TSA's behavior detection approach is designed to identify and engage individuals who may be high-risk (eg, possess malicious intent) on the basis of an objective process using behavioral indicators and thresholds, and then route them to additional security screening
Indeed. For a while, I was randomly selected for the enhanced security screening every time I would board a flight in the US. I can't be sure what was the objective process used to make the determination, but my guess is that it was a combination of three factors: at the time, I had a crew haircut and a full-face beard, making me look like a muslim to some idiots. I believe the second factor was a flight from Amsterdam to Detroit I took, where I got rerouted through Paris. The TSA guy I had to explain this to clearly took this as a fiendish attempt to evade the then-ongoing paroxism of the wars on stuff, and ended up making copious notes - which undoubtedly went on my file. The final straw was my unfortunate tendency to be polite to older helpless-looking people, which once prompted me to help a very nice old lady in a muslim dress to move her luggage in an area where TSA in their infinite wisdom has barred luggage trolleys.

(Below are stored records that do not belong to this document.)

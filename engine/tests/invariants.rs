//! Cross-module tests for summit-engine
//!
//! These exercise the documented guarantees of the filter compiler and the
//! registration transitions together, including property-based coverage of
//! the single-inequality-field rule.

use summit_engine::{
    compile, registration, Conference, Error, FilterConfig, FilterSpec, Key, Profile, Session,
};

fn spec(field: &str, operator: &str, value: &str) -> FilterSpec {
    FilterSpec {
        field: field.into(),
        operator: operator.into(),
        value: value.into(),
    }
}

// ============================================================================
// Filter compiler guarantees
// ============================================================================

#[test]
fn month_and_city_scenario() {
    let config = FilterConfig::conferences();
    let plan = compile(
        &config,
        &[spec("MONTH", "GT", "3"), spec("CITY", "EQ", "London")],
    )
    .unwrap();

    // month > 3, city = "London", sorted month then name
    assert_eq!(plan.clauses[0].column, "month");
    assert_eq!(plan.clauses[0].operator.symbol(), ">");
    assert_eq!(plan.clauses[1].column, "city");
    assert_eq!(plan.clauses[1].operator.symbol(), "=");
    assert_eq!(plan.order_by, vec!["month", "name"]);
}

#[test]
fn month_and_attendees_inequalities_rejected() {
    let config = FilterConfig::conferences();
    let result = compile(
        &config,
        &[spec("MONTH", "GT", "3"), spec("MAX_ATTENDEES", "LT", "100")],
    );
    assert_eq!(result, Err(Error::MultipleInequalityFields));
}

#[test]
fn filter_order_does_not_rescue_invalid_input() {
    let config = FilterConfig::conferences();
    // The invalid entry fails regardless of where it sits in the sequence.
    for position in 0..3 {
        let mut specs = vec![
            spec("CITY", "EQ", "London"),
            spec("MONTH", "GTEQ", "1"),
        ];
        specs.insert(position.min(specs.len()), spec("VENUE", "EQ", "Hall A"));
        assert!(matches!(
            compile(&config, &specs),
            Err(Error::InvalidFilter(_))
        ));
    }
}

mod filter_properties {
    use super::*;
    use proptest::prelude::*;

    fn arb_field() -> impl Strategy<Value = &'static str> {
        prop_oneof![
            Just("CITY"),
            Just("TOPIC"),
            Just("MONTH"),
            Just("MAX_ATTENDEES"),
        ]
    }

    fn arb_operator() -> impl Strategy<Value = &'static str> {
        prop_oneof![
            Just("EQ"),
            Just("GT"),
            Just("GTEQ"),
            Just("LT"),
            Just("LTEQ"),
            Just("NE"),
        ]
    }

    fn arb_spec() -> impl Strategy<Value = FilterSpec> {
        (arb_field(), arb_operator(), 0i64..500).prop_map(|(field, operator, value)| {
            // Numeric strings are valid for every whitelisted field.
            spec(field, operator, &value.to_string())
        })
    }

    fn inequality_columns(specs: &[FilterSpec]) -> Vec<&'static str> {
        let mut columns: Vec<&'static str> = Vec::new();
        for s in specs {
            if s.operator == "EQ" {
                continue;
            }
            let column = match s.field.as_str() {
                "CITY" => "city",
                "TOPIC" => "topics",
                "MONTH" => "month",
                "MAX_ATTENDEES" => "max_attendees",
                _ => unreachable!(),
            };
            if !columns.contains(&column) {
                columns.push(column);
            }
        }
        columns
    }

    proptest! {
        #[test]
        fn prop_single_inequality_field_rule(specs in prop::collection::vec(arb_spec(), 0..6)) {
            let config = FilterConfig::conferences();
            let distinct = inequality_columns(&specs);
            let result = compile(&config, &specs);

            if distinct.len() > 1 {
                prop_assert_eq!(result, Err(Error::MultipleInequalityFields));
            } else {
                let plan = result.unwrap();
                match distinct.first() {
                    // The inequality field always leads the sort order.
                    Some(column) => prop_assert_eq!(&plan.order_by, &vec![*column, "name"]),
                    None => prop_assert_eq!(&plan.order_by, &vec!["name"]),
                }
                prop_assert_eq!(plan.clauses.len(), specs.len());
            }
        }

        #[test]
        fn prop_compile_is_deterministic(specs in prop::collection::vec(arb_spec(), 0..6)) {
            let config = FilterConfig::conferences();
            prop_assert_eq!(compile(&config, &specs), compile(&config, &specs));
        }
    }
}

// ============================================================================
// Registration + wishlist end to end
// ============================================================================

fn conference_with_seats(id: i64, seats: i32) -> Conference {
    Conference::builder()
        .name(Some(format!("Conference {id}")))
        .max_attendees(Some(seats))
        .build(Key::conference("organizer", id), "organizer")
        .unwrap()
}

#[test]
fn registration_then_wishlist_lifecycle() {
    let mut conf = conference_with_seats(1, 10);
    let mut other_conf = conference_with_seats(2, 10);
    let mut prof = Profile::new("user-1", "User One", "one@example.com");

    let session = Session::builder()
        .name(Some("Opening Keynote".into()))
        .build(Key::session(conf.key.clone(), 1))
        .unwrap();
    let foreign_session = Session::builder()
        .name(Some("Closing Panel".into()))
        .build(Key::session(other_conf.key.clone(), 1))
        .unwrap();

    // Wishlisting before registering for the parent conference is a conflict,
    // regardless of the session existing.
    assert!(matches!(
        registration::add_to_wishlist(&mut prof, &session),
        Err(Error::Conflict(_))
    ));

    registration::register(&mut prof, &mut conf).unwrap();
    assert_eq!(conf.seats_available, 9);

    registration::add_to_wishlist(&mut prof, &session).unwrap();

    // Registered for conf 1 does not grant wishlist access to conf 2.
    assert!(matches!(
        registration::add_to_wishlist(&mut prof, &foreign_session),
        Err(Error::Conflict(_))
    ));

    registration::remove_from_wishlist(&mut prof, &session).unwrap();
    registration::unregister(&mut prof, &mut conf).unwrap();
    assert_eq!(conf.seats_available, 10);

    // Leave when already gone: no-op false for conferences.
    assert_eq!(registration::unregister(&mut prof, &mut conf), Ok(false));
    let _ = registration::register(&mut prof, &mut other_conf);
}

#[test]
fn seats_decrement_and_increment_by_exactly_one() {
    let mut conf = conference_with_seats(1, 4);
    let mut profiles: Vec<Profile> = (0..3)
        .map(|i| Profile::new(format!("u{i}"), format!("U{i}"), format!("u{i}@example.com")))
        .collect();

    for (i, prof) in profiles.iter_mut().enumerate() {
        registration::register(prof, &mut conf).unwrap();
        assert_eq!(conf.seats_available, 4 - (i as i32 + 1));
    }

    for (i, prof) in profiles.iter_mut().enumerate() {
        registration::unregister(prof, &mut conf).unwrap();
        assert_eq!(conf.seats_available, 1 + (i as i32 + 1));
    }
}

I also chatted to her afterwards for a while, as we were both waiting for a flight.
Bingo.
For the next two years, my every attempt to check in online will fail. Every boarding pass I will get at the airport will have the dreaded "SSSS" security flag. If I were lucky that day, I'd just get an extra security machine or two and a bit of light whole-body massage; if not, it would be into the waiting room for an interview - so after a while I started carring some extra reading material, and allocating extra two hours for clearing the security.
Then, after couple of years of this charade, it just stopped. No doubt TSA paperwork has shown that Yet Another Security Incident was prevented by the clever behaviour-science wizards at TSA.